Tensor C*-categories are the result of work to recast the fundamental theory of operator algebras in the setting of category theory, in order to facilitate the study of higher-dimensional algebras that are expected to play an important role in a unified model of physics. Indeed, the application of category theory to mathematical physics is itself a highly active field of research. C*-categories are the analogue of C*-algebras in this context. They are defined as norm-closed self-adjoint subcategories of the category of Hilbert spaces and bounded linear operators between them. Much of the theory of C*-algebras and their invariants generalises to C*-categories. Often, when a C*-algebra is associated to a particular structure it is not completely natural because certain choices are involved in its definition.
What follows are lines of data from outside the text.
use std::path::PathBuf;
use std::str::FromStr;
use std::time::Duration;

use anyhow::{Context, Result, bail};

/// Runtime configuration, read from the environment (after `.env`).
#[derive(Debug, Clone, PartialEq)]
pub struct Config {
    pub api_url: String,
    pub db_path: PathBuf,
    pub page_size: u32,
    pub http_timeout: Duration,
}

impl Config {
    pub fn from_env() -> Result<Self> {
        Self::from_lookup(|key| std::env::var(key).ok())
    }

    pub fn from_lookup(lookup: impl Fn(&str) -> Option<String>) -> Result<Self> {
        let api_url = lookup("AICHAT_API_URL").unwrap_or_else(|| "http://localhost:1337".into());
        let db_path = lookup("AICHAT_DB_PATH").unwrap_or_else(|| "aichat.db".into());
        let page_size: u32 = parse_var(&lookup, "AICHAT_PAGE_SIZE", 20)?;
        let timeout_secs: u64 = parse_var(&lookup, "AICHAT_HTTP_TIMEOUT_SECS", 30)?;

        if page_size == 0 {
            bail!("AICHAT_PAGE_SIZE must be at least 1");
        }
        if !api_url.starts_with("http://") && !api_url.starts_with("https://") {
            bail!("AICHAT_API_URL must be an http(s) URL, got '{}'", api_url);
        }

        Ok(Self {
            api_url,
            db_path: PathBuf::from(db_path),
            page_size,
            http_timeout: Duration::from_secs(timeout_secs),
        })
    }
}

fn parse_var<T>(lookup: &impl Fn(&str) -> Option<String>, key: &str, default: T) -> Result<T>
where
    T: FromStr,
    T::Err: std::error::Error + Send + Sync + 'static,
{
    match lookup(key) {
        Some(raw) => raw
            .trim()
            .parse()
            .with_context(|| format!("invalid {}: '{}'", key, raw)),
        None => Ok(default),
    }
}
Using C*-categories instead can avoid such choices since the construction of the relevant C*-category amounts to choosing all suitable C*-algebras at once. In this thesis we introduce and study C*-categories for which the set of objects carries topological data, extending the present body of work, which exclusively considers C*-categories with discrete object sets. We provide a construction of K-theory for topological C*-categories, which will have applications in widening the scope of the Baum-Connes conjecture, in index theory, and in geometric quantisation. As examples of such applications, we construct the C*-categories of topological groupoids, extending the familiar constructions of Renault.